--- Provided records ---

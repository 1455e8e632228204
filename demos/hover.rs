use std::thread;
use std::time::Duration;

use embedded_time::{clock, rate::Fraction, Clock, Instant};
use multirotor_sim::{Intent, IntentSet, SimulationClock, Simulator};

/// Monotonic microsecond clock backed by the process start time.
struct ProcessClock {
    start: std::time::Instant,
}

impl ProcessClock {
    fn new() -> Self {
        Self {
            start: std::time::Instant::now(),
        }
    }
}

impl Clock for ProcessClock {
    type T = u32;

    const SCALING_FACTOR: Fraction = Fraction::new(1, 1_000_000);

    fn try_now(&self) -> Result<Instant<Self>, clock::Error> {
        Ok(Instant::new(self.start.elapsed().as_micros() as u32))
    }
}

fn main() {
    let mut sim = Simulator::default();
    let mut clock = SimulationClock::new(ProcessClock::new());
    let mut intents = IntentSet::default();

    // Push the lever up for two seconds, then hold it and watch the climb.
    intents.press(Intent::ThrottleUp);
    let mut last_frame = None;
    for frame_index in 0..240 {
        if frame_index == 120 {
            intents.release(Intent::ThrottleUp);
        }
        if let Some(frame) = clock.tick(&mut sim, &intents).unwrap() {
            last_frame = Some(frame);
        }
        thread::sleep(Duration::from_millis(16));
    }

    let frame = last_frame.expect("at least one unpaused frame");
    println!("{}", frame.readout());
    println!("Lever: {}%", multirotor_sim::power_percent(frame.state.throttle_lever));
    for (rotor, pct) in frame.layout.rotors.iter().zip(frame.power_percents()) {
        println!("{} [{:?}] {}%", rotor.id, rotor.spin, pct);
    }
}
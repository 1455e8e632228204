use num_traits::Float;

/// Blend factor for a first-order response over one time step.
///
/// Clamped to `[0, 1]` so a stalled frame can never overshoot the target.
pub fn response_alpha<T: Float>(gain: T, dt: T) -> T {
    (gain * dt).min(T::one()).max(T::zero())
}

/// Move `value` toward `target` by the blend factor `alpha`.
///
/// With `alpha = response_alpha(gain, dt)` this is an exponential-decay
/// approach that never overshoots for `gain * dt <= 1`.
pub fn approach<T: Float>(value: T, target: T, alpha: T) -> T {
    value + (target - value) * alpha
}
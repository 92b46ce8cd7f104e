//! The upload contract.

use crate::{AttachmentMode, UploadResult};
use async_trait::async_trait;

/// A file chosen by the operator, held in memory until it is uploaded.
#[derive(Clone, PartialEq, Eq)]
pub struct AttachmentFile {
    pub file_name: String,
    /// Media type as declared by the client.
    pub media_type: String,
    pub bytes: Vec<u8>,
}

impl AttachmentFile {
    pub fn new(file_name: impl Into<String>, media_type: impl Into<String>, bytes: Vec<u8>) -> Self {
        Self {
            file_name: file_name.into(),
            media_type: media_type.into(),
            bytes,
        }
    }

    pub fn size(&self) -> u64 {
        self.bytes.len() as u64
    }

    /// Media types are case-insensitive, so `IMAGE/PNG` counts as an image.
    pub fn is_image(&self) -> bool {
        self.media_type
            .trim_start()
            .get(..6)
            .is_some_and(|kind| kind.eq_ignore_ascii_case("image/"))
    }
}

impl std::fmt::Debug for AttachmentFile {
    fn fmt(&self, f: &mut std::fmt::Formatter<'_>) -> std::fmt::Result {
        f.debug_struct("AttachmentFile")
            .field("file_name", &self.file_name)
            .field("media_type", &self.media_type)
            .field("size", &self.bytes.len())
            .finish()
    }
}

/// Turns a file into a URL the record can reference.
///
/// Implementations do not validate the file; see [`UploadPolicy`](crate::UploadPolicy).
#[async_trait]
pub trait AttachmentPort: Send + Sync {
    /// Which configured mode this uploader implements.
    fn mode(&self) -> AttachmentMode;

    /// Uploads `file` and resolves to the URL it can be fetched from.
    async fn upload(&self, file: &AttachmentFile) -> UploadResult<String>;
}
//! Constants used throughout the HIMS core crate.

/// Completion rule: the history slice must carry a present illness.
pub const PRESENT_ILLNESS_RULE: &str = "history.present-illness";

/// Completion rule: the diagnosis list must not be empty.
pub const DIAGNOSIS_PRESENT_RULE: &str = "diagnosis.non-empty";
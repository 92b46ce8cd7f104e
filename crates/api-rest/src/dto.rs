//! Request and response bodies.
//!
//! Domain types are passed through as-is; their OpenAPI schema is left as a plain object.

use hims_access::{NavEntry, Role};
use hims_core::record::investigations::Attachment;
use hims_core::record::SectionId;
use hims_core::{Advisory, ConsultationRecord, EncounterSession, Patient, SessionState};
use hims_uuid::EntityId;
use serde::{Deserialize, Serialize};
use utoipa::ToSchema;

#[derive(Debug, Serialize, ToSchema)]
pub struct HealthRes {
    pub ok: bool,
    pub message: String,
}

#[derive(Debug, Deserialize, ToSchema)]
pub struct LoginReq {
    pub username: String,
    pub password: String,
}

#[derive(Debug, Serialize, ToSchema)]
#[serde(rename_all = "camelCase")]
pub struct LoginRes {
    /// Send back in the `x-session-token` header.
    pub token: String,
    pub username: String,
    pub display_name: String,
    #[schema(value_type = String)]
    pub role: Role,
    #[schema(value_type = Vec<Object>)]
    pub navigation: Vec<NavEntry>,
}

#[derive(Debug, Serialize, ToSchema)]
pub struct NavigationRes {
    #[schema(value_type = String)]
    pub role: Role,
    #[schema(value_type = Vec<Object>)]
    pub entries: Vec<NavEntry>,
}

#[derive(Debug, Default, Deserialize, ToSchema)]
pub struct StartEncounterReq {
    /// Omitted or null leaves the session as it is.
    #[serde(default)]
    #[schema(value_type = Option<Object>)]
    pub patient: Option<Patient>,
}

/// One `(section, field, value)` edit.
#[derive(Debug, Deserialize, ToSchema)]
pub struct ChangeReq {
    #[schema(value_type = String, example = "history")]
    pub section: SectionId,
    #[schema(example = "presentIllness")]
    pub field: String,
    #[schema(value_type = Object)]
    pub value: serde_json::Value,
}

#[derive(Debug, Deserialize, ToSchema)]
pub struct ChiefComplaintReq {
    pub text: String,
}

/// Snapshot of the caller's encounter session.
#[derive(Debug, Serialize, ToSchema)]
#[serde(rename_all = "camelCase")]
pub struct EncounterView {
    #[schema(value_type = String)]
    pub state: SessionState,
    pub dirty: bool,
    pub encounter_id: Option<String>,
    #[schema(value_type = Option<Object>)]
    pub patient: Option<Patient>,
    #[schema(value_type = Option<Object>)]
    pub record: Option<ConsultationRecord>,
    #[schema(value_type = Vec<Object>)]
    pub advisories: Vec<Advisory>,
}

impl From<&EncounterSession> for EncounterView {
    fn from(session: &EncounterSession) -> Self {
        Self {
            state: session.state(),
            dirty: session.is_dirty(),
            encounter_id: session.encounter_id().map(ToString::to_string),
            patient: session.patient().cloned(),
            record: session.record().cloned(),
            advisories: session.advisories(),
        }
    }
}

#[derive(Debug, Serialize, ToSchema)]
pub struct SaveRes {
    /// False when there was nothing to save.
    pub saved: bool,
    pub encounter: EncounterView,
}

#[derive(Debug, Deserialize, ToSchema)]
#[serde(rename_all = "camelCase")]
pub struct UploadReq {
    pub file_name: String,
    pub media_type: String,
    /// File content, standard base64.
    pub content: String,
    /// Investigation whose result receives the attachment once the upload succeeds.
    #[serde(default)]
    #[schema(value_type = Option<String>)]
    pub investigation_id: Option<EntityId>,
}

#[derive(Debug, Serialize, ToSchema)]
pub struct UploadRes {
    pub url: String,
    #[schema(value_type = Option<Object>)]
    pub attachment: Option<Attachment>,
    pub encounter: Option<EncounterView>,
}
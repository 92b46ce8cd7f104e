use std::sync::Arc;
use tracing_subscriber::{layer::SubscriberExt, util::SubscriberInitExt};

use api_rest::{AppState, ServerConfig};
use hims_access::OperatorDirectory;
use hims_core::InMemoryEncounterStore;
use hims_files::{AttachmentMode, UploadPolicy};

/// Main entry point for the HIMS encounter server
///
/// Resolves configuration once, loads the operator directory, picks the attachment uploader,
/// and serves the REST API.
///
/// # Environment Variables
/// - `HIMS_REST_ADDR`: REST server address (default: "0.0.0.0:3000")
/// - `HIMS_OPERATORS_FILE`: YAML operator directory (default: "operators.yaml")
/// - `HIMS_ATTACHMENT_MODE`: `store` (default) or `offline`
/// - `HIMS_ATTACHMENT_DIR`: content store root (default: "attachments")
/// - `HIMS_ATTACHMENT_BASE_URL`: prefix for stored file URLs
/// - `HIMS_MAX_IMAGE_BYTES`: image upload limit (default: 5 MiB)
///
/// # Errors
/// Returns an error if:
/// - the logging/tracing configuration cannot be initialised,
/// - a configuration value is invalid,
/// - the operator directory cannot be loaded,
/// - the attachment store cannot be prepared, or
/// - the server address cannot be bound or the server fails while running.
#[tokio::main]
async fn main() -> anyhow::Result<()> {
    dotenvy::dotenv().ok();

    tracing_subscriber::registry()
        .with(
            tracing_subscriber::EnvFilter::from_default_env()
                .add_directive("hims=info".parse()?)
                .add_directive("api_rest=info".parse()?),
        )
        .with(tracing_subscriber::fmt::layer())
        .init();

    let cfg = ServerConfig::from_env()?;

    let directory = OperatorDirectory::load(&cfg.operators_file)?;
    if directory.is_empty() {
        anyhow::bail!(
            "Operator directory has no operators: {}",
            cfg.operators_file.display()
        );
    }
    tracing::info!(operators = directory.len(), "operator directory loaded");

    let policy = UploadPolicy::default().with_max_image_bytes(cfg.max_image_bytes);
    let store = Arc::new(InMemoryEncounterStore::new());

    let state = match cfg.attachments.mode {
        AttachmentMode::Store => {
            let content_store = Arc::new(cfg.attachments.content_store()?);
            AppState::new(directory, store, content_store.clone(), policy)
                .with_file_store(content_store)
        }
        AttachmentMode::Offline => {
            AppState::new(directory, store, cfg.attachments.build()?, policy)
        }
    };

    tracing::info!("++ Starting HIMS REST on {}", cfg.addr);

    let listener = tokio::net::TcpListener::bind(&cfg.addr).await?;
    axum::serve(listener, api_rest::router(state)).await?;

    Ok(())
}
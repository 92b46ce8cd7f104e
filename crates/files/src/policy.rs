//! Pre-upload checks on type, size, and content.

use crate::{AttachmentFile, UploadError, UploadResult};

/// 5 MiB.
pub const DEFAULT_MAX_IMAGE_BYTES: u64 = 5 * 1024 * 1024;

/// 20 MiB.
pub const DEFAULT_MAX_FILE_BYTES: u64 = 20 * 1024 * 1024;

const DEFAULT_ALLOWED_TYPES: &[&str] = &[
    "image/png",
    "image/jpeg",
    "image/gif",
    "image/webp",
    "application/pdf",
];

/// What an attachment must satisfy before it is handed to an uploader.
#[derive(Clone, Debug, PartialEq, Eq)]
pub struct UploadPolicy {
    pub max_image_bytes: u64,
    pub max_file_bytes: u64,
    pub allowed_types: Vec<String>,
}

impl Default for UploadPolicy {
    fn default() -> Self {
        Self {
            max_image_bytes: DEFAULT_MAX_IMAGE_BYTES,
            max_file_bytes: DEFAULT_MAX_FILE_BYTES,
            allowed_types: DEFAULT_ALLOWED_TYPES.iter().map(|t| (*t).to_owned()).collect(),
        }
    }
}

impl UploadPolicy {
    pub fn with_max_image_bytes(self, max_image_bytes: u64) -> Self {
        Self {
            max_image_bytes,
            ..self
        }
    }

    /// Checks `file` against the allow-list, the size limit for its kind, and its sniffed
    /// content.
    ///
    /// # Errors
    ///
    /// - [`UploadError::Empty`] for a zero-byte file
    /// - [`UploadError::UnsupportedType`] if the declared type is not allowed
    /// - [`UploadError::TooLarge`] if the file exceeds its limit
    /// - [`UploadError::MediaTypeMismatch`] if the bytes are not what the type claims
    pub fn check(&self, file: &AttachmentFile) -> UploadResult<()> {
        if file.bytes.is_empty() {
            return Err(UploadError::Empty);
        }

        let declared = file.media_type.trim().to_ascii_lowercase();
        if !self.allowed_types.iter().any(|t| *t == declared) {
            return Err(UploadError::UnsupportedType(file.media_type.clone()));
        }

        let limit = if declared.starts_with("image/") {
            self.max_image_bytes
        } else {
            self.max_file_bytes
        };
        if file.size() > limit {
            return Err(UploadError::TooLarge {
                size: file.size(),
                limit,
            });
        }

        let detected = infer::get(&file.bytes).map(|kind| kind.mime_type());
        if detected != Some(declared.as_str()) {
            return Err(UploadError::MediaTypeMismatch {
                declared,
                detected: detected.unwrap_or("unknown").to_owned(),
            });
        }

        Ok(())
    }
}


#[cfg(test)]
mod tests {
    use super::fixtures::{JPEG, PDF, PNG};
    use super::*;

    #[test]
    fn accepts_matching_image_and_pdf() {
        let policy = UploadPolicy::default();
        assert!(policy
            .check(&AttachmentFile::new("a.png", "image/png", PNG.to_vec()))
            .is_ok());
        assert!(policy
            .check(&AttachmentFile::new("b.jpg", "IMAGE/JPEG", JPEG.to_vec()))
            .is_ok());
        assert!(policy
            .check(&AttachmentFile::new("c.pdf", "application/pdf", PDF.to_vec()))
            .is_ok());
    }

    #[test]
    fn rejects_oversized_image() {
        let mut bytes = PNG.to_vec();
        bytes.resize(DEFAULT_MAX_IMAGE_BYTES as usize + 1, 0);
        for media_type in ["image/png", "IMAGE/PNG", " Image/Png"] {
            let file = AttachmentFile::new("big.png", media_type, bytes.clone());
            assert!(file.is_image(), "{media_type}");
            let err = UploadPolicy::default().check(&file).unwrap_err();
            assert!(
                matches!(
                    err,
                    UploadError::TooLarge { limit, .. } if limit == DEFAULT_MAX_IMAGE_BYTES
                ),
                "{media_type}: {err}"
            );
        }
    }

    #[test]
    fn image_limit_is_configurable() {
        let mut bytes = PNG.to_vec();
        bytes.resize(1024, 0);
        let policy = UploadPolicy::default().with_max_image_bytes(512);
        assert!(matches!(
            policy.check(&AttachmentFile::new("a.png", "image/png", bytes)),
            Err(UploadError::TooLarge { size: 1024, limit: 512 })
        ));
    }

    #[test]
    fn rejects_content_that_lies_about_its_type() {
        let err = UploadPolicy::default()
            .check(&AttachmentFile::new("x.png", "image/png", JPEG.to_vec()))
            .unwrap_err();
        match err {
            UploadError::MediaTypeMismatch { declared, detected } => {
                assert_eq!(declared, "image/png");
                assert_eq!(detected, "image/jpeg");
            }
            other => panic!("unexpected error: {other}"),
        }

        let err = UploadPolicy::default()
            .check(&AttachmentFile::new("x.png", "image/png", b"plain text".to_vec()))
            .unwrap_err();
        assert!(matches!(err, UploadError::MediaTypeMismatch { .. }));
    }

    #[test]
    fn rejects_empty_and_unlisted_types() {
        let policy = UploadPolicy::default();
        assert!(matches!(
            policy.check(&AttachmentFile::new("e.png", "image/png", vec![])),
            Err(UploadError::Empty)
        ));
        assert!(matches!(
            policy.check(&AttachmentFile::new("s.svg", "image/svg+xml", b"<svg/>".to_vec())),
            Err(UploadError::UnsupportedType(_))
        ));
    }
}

---

Work task: Only the lines from the beginning of the listing through the line containing "for frame_index in" are wanted, each restated word for word.

Response to this task:
repository 1455e8e632228204
filename demos/hover.rs
use std::thread;
use std::time::Duration;

use embedded_time::{clock, rate::Fraction, Clock, Instant};
use multirotor_sim::{Intent, IntentSet, SimulationClock, Simulator};

/// Monotonic microsecond clock backed by the process start time.
struct ProcessClock {
    start: std::time::Instant,
}

impl ProcessClock {
    fn new() -> Self {
        Self {
            start: std::time::Instant::now(),
        }
    }
}

impl Clock for ProcessClock {
    type T = u32;

    const SCALING_FACTOR: Fraction = Fraction::new(1, 1_000_000);

    fn try_now(&self) -> Result<Instant<Self>, clock::Error> {
        Ok(Instant::new(self.start.elapsed().as_micros() as u32))
    }
}

fn main() {
    let mut sim = Simulator::default();
    let mut clock = SimulationClock::new(ProcessClock::new());
    let mut intents = IntentSet::default();

    // Push the lever up for two seconds, then hold it and watch the climb.
    intents.press(Intent::ThrottleUp);
    let mut last_frame = None;
    for frame_index in 0..240 {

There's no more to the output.